Selon les écuries plaignantes, Formula One établirait un système de partage de revenus issus des droits commerciaux et définirait des règles techniques qui profiteraient aux seules écuries de premier plan. Les décisions seraient prises par un “Strategy Group” rassemblant les écuries les plus importantes, Formula One Management (à savoir Bernie Ecclestone) et le régulateur c’est à dire la Fédération Internationale de l’Automobile (FIA).
L’accusation n’est pas anodine dans un contexte de remise en cause générale des rentes et droit acquis dans le sport.
En l’occurrence, qu’une écurie ne dispose pas de budgets gigantesques pour aligner une voiture et un pilote de premier plan est une chose. C’est le jeu normal de la concurrence, tel qu’il s’applique dans tous les secteurs économiques, y compris dans le sport.
Mais autre chose est de constater qu’un groupe restreint de concurrents puisse décider de leur propre financement ainsi que de celui des autres et qu’il puisse par ailleurs leur imposer des conditions techniques défavorables. Le tout sous la houlette de Formula One et de la FIA. Là, en effet il n’y a plus de concurrence par le mérite et la compétition s’en trouve faussée.

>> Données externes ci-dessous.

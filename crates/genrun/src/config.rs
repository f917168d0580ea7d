//! Runtime configuration.

use std::time::Duration;

use serde::Deserialize;

/// Where a generator finds its input payload.
#[derive(Clone, Copy, Debug, Default, PartialEq, Eq, Deserialize)]
#[serde(rename_all = "snake_case")]
pub enum InputMode {
    /// Copied into guest memory and passed as `generate(ptr, len)`.
    #[default]
    Argument,
    /// Mounted read-only at `/dawg/input`; the guest calls `generate()`.
    File,
}

#[derive(Clone, Debug, PartialEq, Eq, Deserialize)]
#[serde(default)]
pub struct RuntimeConfig {
    /// Default deadline for a single execution.
    pub timeout_ms: u64,
    pub input: InputMode,
    /// Upper bound on a guest's linear memory.
    pub max_memory_bytes: usize,
    /// Keep compiled modules between executions.
    pub cache_modules: bool,
    /// Compiled modules kept before the cache is flushed.
    pub module_cache_capacity: usize,
    /// Interval at which running guests are interrupted to check deadlines.
    pub epoch_tick_ms: u64,
}

impl Default for RuntimeConfig {
    fn default() -> Self {
        Self {
            timeout_ms: 1_000,
            input: InputMode::Argument,
            max_memory_bytes: 256 * 1024 * 1024,
            cache_modules: true,
            module_cache_capacity: 64,
            epoch_tick_ms: 10,
        }
    }
}

impl RuntimeConfig {
    pub fn timeout(&self) -> Duration {
        Duration::from_millis(self.timeout_ms)
    }

    pub fn epoch_tick(&self) -> Duration {
        Duration::from_millis(self.epoch_tick_ms.max(1))
    }
}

Il importe finalement peu que ces reproches soient le résultat d’un abus de position dominante de Formula One, ou d’un accord restrictif de concurrence au sein des membres du “Strategy Group”. Il appartiendra à la Commission européenne de qualifier les faits et de dire le droit. Il n’en restera pas moins que si ces faits devaient être établis, ils révéleraient une nouvelle fois les déviances de la gouvernance d’un sport de premier plan.
Et dans tous les cas de figure, la question qui se pose dès aujourd’hui est de savoir combien de temps les différents acteurs du sport professionnel de manière générale et les écuries de F1 de manière particulière, accepteront des règles du jeu iniques et à bien des égards dépassées.

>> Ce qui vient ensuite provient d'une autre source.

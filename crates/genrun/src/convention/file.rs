//! Payload mounted as a read-only file.
//!
//! The guest sees a single file at `/dawg/input` and exports a zero-argument
//! `generate`. No allocation crosses the boundary, so `malloc`/`free` are not
//! required.

use async_trait::async_trait;

use crate::context::ContextBuilder;
use crate::convention::Convention;
use crate::convention::GENERATE;
use crate::convention::read_output;
use crate::error::Error;
use crate::error::Result;
use crate::instance::ModuleInstance;

#[derive(Clone, Copy, Debug, Default)]
pub struct FileConvention;

impl FileConvention {
    pub fn new() -> Self {
        Self
    }
}

#[async_trait]
impl Convention for FileConvention {
    fn name(&self) -> &'static str {
        "file"
    }

    fn required_exports(&self) -> &'static [&'static str] {
        &[GENERATE]
    }

    fn configure(&self, builder: &mut ContextBuilder, payload: &[u8]) -> Result<()> {
        builder.mount_input(payload)?;
        Ok(())
    }

    async fn call(&self, instance: &mut ModuleInstance, _payload: &[u8]) -> Result<Vec<u8>> {
        let generate = instance.typed_func::<(), u64>(GENERATE)?;
        let packed = generate
            .call_async(instance.store_mut(), ())
            .await
            .map_err(Error::trapped)?;
        read_output(instance, packed)
    }
}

Pourquoi ne serait-il pas envisageable pour ces écuries de créer leur propre compétition, indépendamment de Formula One et de la FIA ? Elles pourraient définir leur modèle économique et elles permettraient à certains circuits, qui ont du mal à être rentables, d’accueillir plus d’une course de F1 par an. Elles trouveraient sans aucun doute des diffuseurs sérieux pour les accompagner, tellement les droits TVs de la F1 ont augmenté ces dernières années et ont chassé ou chasseront des circuits et des paddocks, des diffuseurs historiques.
Les sponsors suivraient. Peut-être à un niveau inférieur que celui que connaît la F1 telle que gérée par Bernie Ecclestone. Mais ils suivraient. Et le public aussi auquel une offre diversifiée serait alors proposée.

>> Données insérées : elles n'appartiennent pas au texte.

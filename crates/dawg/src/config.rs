//! # Configuration File
//!
//! ```toml
//! [store.registry]
//! timeout_ms = 30000
//!
//! [store.registry.hosts."localhost:5000"]
//! plain_http = true
//!
//! [runtime]
//! timeout_ms = 1000
//! input = "argument"
//! max_memory_bytes = 268435456
//! ```
//!
//! Every section and key is optional; missing ones take their defaults.

use std::path::Path;

use genrun::RuntimeConfig;
use genstore::StoreConfig;
use serde::Deserialize;

use crate::error::Result;

#[derive(Clone, Debug, Default, PartialEq, Eq, Deserialize)]
#[serde(default)]
pub struct Config {
    pub store: StoreConfig,
    pub runtime: RuntimeConfig,
}

impl Config {
    pub fn from_toml_str(content: &str) -> Result<Self> {
        Ok(toml::from_str(content)?)
    }

    pub fn from_file(path: impl AsRef<Path>) -> Result<Self> {
        let content = std::fs::read_to_string(path)?;
        Self::from_toml_str(&content)
    }
}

Car finalement n’est-ce pas cela aussi la libre concurrence appliquée au secteur du sport ? Celle qui permettrait de dire à Bernie Ecclestone que la F1 ne lui appartient pas. Qu’elle est une activité sportive mais également économique et que des initiatives innovantes visant à la faire évoluer devraient pouvoir être permises.
En tout état de cause, la dernière fois que la Commission européenne s’est penchée sur l’organisation d’un sport majeur, elle l’a complètement révolutionné. Il s’agissait du football.
La FIFA, l’UEFA et les fédérations nationales se croyaient intouchables. Elles n’ont pas été touchées ; elles ont été percutées !
La F1 n’est pas plus intouchable que le football l’était dans les années 1990. Elle pourrait connaître une sérieuse sortie de route juridique dans les prochains mois.